═════ Material provided
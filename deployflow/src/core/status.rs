//! Node, stage and run statuses.

use super::NodeRef;
use serde::{Deserialize, Serialize};
use std::fmt;

/// The execution status of a single action or resource node.
#[derive(Debug, Clone, Copy, PartialEq, Eq, Hash, Default, Serialize, Deserialize)]
#[serde(rename_all = "snake_case")]
pub enum NodeStatus {
    /// Waiting to be scheduled.
    #[default]
    Pending,
    /// A provider call is in flight.
    Running,
    /// Finished successfully.
    Succeeded,
    /// Finished with a failure after all retries.
    Failed,
    /// Never ran.
    Skipped,
}

impl NodeStatus {
    /// Returns true if the status represents a terminal state.
    #[must_use]
    pub fn is_terminal(self) -> bool {
        matches!(self, Self::Succeeded | Self::Failed | Self::Skipped)
    }

    /// Returns true if moving from `self` to `next` is a legal transition.
    ///
    /// `Pending -> Running -> {Succeeded, Failed}` and `Pending -> Skipped`.
    #[must_use]
    pub fn can_transition_to(self, next: Self) -> bool {
        matches!(
            (self, next),
            (Self::Pending, Self::Running | Self::Skipped)
                | (Self::Running, Self::Succeeded | Self::Failed)
        )
    }
}

impl fmt::Display for NodeStatus {
    fn fmt(&self, f: &mut fmt::Formatter<'_>) -> fmt::Result {
        match self {
            Self::Pending => write!(f, "pending"),
            Self::Running => write!(f, "running"),
            Self::Succeeded => write!(f, "succeeded"),
            Self::Failed => write!(f, "failed"),
            Self::Skipped => write!(f, "skipped"),
        }
    }
}

/// Why a node was skipped.
#[derive(Debug, Clone, PartialEq, Eq, Serialize, Deserialize)]
#[serde(tag = "reason", rename_all = "snake_case")]
pub enum SkipReason {
    /// A hard requirement did not succeed.
    UpstreamFailed {
        /// The requirement that blocked this node.
        node: NodeRef,
    },
    /// The stage gating this action did not complete.
    StageIncomplete {
        /// The gating stage.
        stage: String,
    },
    /// A fatal failure halted the run under fail-fast.
    RunHalted,
    /// The run was cancelled before the node started.
    Cancelled,
}

impl fmt::Display for SkipReason {
    fn fmt(&self, f: &mut fmt::Formatter<'_>) -> fmt::Result {
        match self {
            Self::UpstreamFailed { node } => write!(f, "requirement {node} did not succeed"),
            Self::StageIncomplete { stage } => write!(f, "stage '{stage}' did not complete"),
            Self::RunHalted => write!(f, "run halted after a fatal failure"),
            Self::Cancelled => write!(f, "run cancelled"),
        }
    }
}

/// Resolved outcome of a stage.
#[derive(Debug, Clone, Copy, PartialEq, Eq, Hash, Default, Serialize, Deserialize)]
#[serde(rename_all = "snake_case")]
pub enum StageOutcome {
    /// Some actions are not terminal yet.
    #[default]
    Pending,
    /// The barrier policy is satisfied.
    Succeeded,
    /// The barrier policy is not satisfied and at least one action failed.
    Failed,
    /// No action ran.
    Skipped,
}

impl StageOutcome {
    /// Returns true if the stage unblocks the next stage.
    #[must_use]
    pub fn is_complete(self) -> bool {
        self == Self::Succeeded
    }
}

/// Overall status of a pipeline run.
#[derive(Debug, Clone, Copy, PartialEq, Eq, Hash, Serialize, Deserialize)]
#[serde(rename_all = "snake_case")]
pub enum OverallStatus {
    /// Every node succeeded.
    Succeeded,
    /// Some node failed but every failure was absorbed by an any-of stage.
    PartiallyFailed,
    /// A fatal failure occurred.
    Failed,
    /// The run was cancelled without a fatal failure.
    Cancelled,
}

impl fmt::Display for OverallStatus {
    fn fmt(&self, f: &mut fmt::Formatter<'_>) -> fmt::Result {
        match self {
            Self::Succeeded => write!(f, "succeeded"),
            Self::PartiallyFailed => write!(f, "partially_failed"),
            Self::Failed => write!(f, "failed"),
            Self::Cancelled => write!(f, "cancelled"),
        }
    }
}

#[cfg(test)]
mod tests {
    use super::*;

    #[test]
    fn test_node_status_is_terminal() {
        assert!(NodeStatus::Succeeded.is_terminal());
        assert!(NodeStatus::Failed.is_terminal());
        assert!(NodeStatus::Skipped.is_terminal());
        assert!(!NodeStatus::Pending.is_terminal());
        assert!(!NodeStatus::Running.is_terminal());
    }

    #[test]
    fn test_node_status_transitions() {
        assert!(NodeStatus::Pending.can_transition_to(NodeStatus::Running));
        assert!(NodeStatus::Pending.can_transition_to(NodeStatus::Skipped));
        assert!(NodeStatus::Running.can_transition_to(NodeStatus::Failed));
        assert!(!NodeStatus::Pending.can_transition_to(NodeStatus::Succeeded));
        assert!(!NodeStatus::Running.can_transition_to(NodeStatus::Skipped));
        assert!(!NodeStatus::Succeeded.can_transition_to(NodeStatus::Failed));
        assert!(!NodeStatus::Skipped.can_transition_to(NodeStatus::Running));
    }

    #[test]
    fn test_skip_reason_serialize() {
        let reason = SkipReason::UpstreamFailed { node: NodeRef::action("Build") };
        let json = serde_json::to_value(&reason).unwrap();
        assert_eq!(
            json,
            serde_json::json!({"reason": "upstream_failed", "node": "action:Build"})
        );
    }

    #[test]
    fn test_overall_status_display() {
        assert_eq!(OverallStatus::PartiallyFailed.to_string(), "partially_failed");
        assert_eq!(OverallStatus::Failed.to_string(), "failed");
    }
}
══════════
* _Work request_
Would you copy every line from the listing above that has the string "policy" in it?

* _Exercise answer_
    /// The barrier policy is satisfied.
    /// The barrier policy is not satisfied and at least one action failed.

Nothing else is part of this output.